Multiple roles of Adenomatous Polyposis Coli gene in Wnt Signalling – a Computational Model

Abstract

The Adenomatous Polyposis Coli (APC) gene is a multifunctional gene that plays a major role in regulating the Wnt signalling pathway. The Wnt pathway, when activated by Wnt signalling molecules, initiates cell division. Mutation of APC disrupts the regulation and causes continuous activation of the Wnt pathway even in the absence of Wnt signals, thus causing uncontrolled cell proliferation.APC regulates the Wnt pathway by controlling the formation of the nuclear complex β-catenin/TCF that initiates the transcription of the Wnt target genes.
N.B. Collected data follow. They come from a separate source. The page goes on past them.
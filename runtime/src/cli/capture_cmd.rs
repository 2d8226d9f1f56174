//! `blobtap capture <target>`: launch Chromium, capture until told to stop.

use std::path::PathBuf;
use std::sync::Arc;

use anyhow::{Context, Result};
use blobtap::DispatchStats;
use tokio::sync::{broadcast, mpsc};
use tracing::{info, warn};

use crate::capture::CaptureSession;
use crate::cli::repl::{self, ReplCommand};
use crate::config::{parse_interval, EngineConfig};
use crate::events::{CaptureEvent, EventBus};
use crate::renderer::chromium::{ChromiumRenderer, LaunchOptions};
use crate::renderer::Renderer;
use crate::target::normalize_target;

/// Command-line overrides for one capture run.
#[derive(Debug, Clone, Default)]
pub struct CaptureArgs {
    pub target: String,
    pub out_dir: Option<PathBuf>,
    pub scan_interval_ms: Option<String>,
    pub no_periodic: bool,
    pub headful: bool,
    pub config: Option<PathBuf>,
    pub chromium: Option<PathBuf>,
    pub no_hook: Vec<String>,
    pub no_repl: bool,
}

impl CaptureArgs {
    /// Layer these flags over the loaded configuration.
    pub fn apply(&self, config: &mut EngineConfig) -> Result<()> {
        if let Some(dir) = &self.out_dir {
            config.output_dir = dir.clone();
        }
        if let Some(raw) = &self.scan_interval_ms {
            config.scan_interval_ms = parse_interval("--scan-interval-ms", raw)?;
        }
        if self.no_periodic {
            config.periodic_scan = false;
        }
        if self.headful {
            config.headless = false;
        }
        if let Some(path) = &self.chromium {
            config.chromium_path = Some(path.clone());
        }
        for name in &self.no_hook {
            config.hooks.set(name, false)?;
        }
        Ok(())
    }
}

/// Why the capture loop ended.
#[derive(Debug, Clone, Copy, PartialEq, Eq)]
enum StopReason {
    UserExit,
    Signal,
    HostDisconnected,
}

pub async fn run(args: CaptureArgs) -> Result<()> {
    let mut config = EngineConfig::load(args.config.as_deref())?;
    args.apply(&mut config)?;

    let target = normalize_target(&args.target)?;
    if !target.exists {
        eprintln!("  \x1b[33mwarning\x1b[0m: {} does not exist", args.target);
    }

    let renderer = ChromiumRenderer::launch(&LaunchOptions {
        chromium_path: config.chromium_path.clone(),
        headless: config.headless,
    })
    .await
    .context("failed to launch Chromium")?;
    let disconnected = renderer.disconnected();

    let events = Arc::new(EventBus::default());
    let reporter = tokio::spawn(report_events(events.subscribe()));

    eprintln!();
    eprintln!(
        "  \x1b[32m\u{25c9}\x1b[0m \x1b[1mblobtap v{}\x1b[0m \x1b[90mcapturing {}\x1b[0m",
        env!("CARGO_PKG_VERSION"),
        target.url
    );
    eprintln!("    Saving to {}", config.output_dir.display());
    eprintln!();

    let session = CaptureSession::start(&renderer, config, target, events.clone()).await?;

    let (repl_tx, mut repl_rx) = mpsc::unbounded_channel();
    if !args.no_repl {
        repl::spawn(repl_tx.clone()).context("failed to start interactive loop")?;
    }

    let reason = loop {
        tokio::select! {
            command = repl_rx.recv() => match command {
                Some(ReplCommand::Rescan) => session.rescan_now(),
                Some(ReplCommand::SetPeriodic(on)) => session.set_periodic(on),
                Some(ReplCommand::Status(reply)) => {
                    let _ = reply.send(session.status().await);
                }
                Some(ReplCommand::Exit) | None => break StopReason::UserExit,
            },
            _ = shutdown_signal() => break StopReason::Signal,
            _ = disconnected.notified() => break StopReason::HostDisconnected,
        }
    };
    info!(?reason, "stopping capture");
    if reason == StopReason::HostDisconnected {
        events.emit(CaptureEvent::HostDisconnected);
    }

    let stats = session.shutdown().await?;
    if let Err(e) = renderer.shutdown().await {
        warn!("browser shutdown failed: {e:#}");
    }
    drop(events);
    let _ = reporter.await;

    print_summary(&stats);
    Ok(())
}

/// Ctrl-C, or SIGTERM on Unix.
async fn shutdown_signal() {
    #[cfg(unix)]
    {
        use tokio::signal::unix::{signal, SignalKind};
        match signal(SignalKind::terminate()) {
            Ok(mut term) => {
                tokio::select! {
                    _ = tokio::signal::ctrl_c() => {}
                    _ = term.recv() => {}
                }
            }
            Err(e) => {
                warn!("cannot listen for SIGTERM: {e}");
                let _ = tokio::signal::ctrl_c().await;
            }
        }
    }
    #[cfg(not(unix))]
    {
        let _ = tokio::signal::ctrl_c().await;
    }
}

/// Print one line per saved resource and per noteworthy failure.
async fn report_events(mut rx: broadcast::Receiver<CaptureEvent>) {
    loop {
        let event = match rx.recv().await {
            Ok(event) => event,
            Err(broadcast::error::RecvError::Lagged(n)) => {
                warn!("console reporter skipped {n} events");
                continue;
            }
            Err(broadcast::error::RecvError::Closed) => break,
        };
        match event {
            CaptureEvent::ResourceSaved {
                sequence,
                media_type,
                channel,
                path,
                size_bytes,
                ..
            } => eprintln!(
                "  \x1b[32m\u{2713}\x1b[0m #{sequence:05} {media_type:<18} {:>10} \x1b[90mvia {channel}\x1b[0m  {path}",
                format_size(size_bytes)
            ),
            CaptureEvent::CandidateDropped {
                kind,
                channel,
                reason,
            } => eprintln!("  \x1b[31m\u{2717}\x1b[0m dropped {kind:?} via {channel}: {reason}"),
            CaptureEvent::HookFailed { hook, message } => {
                eprintln!("  \x1b[33m!\x1b[0m hook {hook} unavailable: {message}")
            }
            CaptureEvent::PeriodicScanToggled { enabled } => eprintln!(
                "  \x1b[90mperiodic scanning {}\x1b[0m",
                if enabled { "on" } else { "off" }
            ),
            CaptureEvent::HostDisconnected => {
                eprintln!("  \x1b[33m!\x1b[0m browser disconnected")
            }
            _ => {}
        }
    }
}

fn format_size(bytes: usize) -> String {
    const KB: f64 = 1024.0;
    let b = bytes as f64;
    if b < KB {
        format!("{bytes} B")
    } else if b < KB * KB {
        format!("{:.1} KB", b / KB)
    } else {
        format!("{:.1} MB", b / (KB * KB))
    }
}

fn print_summary(stats: &DispatchStats) {
    eprintln!();
    eprintln!(
        "  \x1b[90m\u{2728}\x1b[0m Saved {} resource{} ({} duplicate{} skipped, {} dropped).",
        stats.persisted,
        if stats.persisted == 1 { "" } else { "s" },
        stats.duplicates,
        if stats.duplicates == 1 { "" } else { "s" },
        stats.dropped
    );
}

#[cfg(test)]
mod tests {
    use super::*;

    #[test]
    fn test_flags_override_config() {
        let args = CaptureArgs {
            target: "page.html".into(),
            out_dir: Some(PathBuf::from("/tmp/grab")),
            scan_interval_ms: Some("500".into()),
            no_periodic: true,
            headful: true,
            no_hook: vec!["xhr".into(), "offline-render".into()],
            ..Default::default()
        };
        let mut config = EngineConfig::default();
        args.apply(&mut config).unwrap();

        assert_eq!(config.output_dir, PathBuf::from("/tmp/grab"));
        assert_eq!(config.scan_interval_ms, 500);
        assert!(!config.periodic_scan);
        assert!(!config.headless);
        assert!(!config.hooks.xhr);
        assert!(!config.hooks.offline_render);
        assert!(config.hooks.fetch);
    }

    #[test]
    fn test_bad_flags_rejected() {
        let mut config = EngineConfig::default();
        let bad_hook = CaptureArgs {
            no_hook: vec!["websocket".into()],
            ..Default::default()
        };
        assert!(bad_hook.apply(&mut config).is_err());

        let bad_interval = CaptureArgs {
            scan_interval_ms: Some("0".into()),
            ..Default::default()
        };
        assert!(bad_interval.apply(&mut config).is_err());
    }

    #[test]
    fn test_format_size() {
        assert_eq!(format_size(12), "12 B");
        assert_eq!(format_size(2048), "2.0 KB");
        assert_eq!(format_size(3 * 1024 * 1024), "3.0 MB");
    }
}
There are at least five mechanisms by which APC can regulate the formation of the β-catenin/TCF complex:•APC is part of the Destruction Complex that phosphorylates cytoplasmic β-catenin in a way that marks it for destruction.•APC retains cytoplasmic β-catenin by binding to it.•APC plays a role in controlling the distribution of β-catenin between Wnt signalling and cell-cell adhesion.•APC translocates to the nucleus and competes with TCF for binding to β-catenin within the nucleus.•APC promotes the export of β-catenin out of the nucleus.This paper presents a computational model for the Wnt pathway that explicitly includes the above five roles of APC in regulating β-catenin/TCF formation. We use this computational model to perform in-silico experiments to study the effect of different functional losses of APC on the level of β-catenin/TCF complex. The simulations also demonstrate the different outcomes that could be expected when the system is governed by different hypotheses.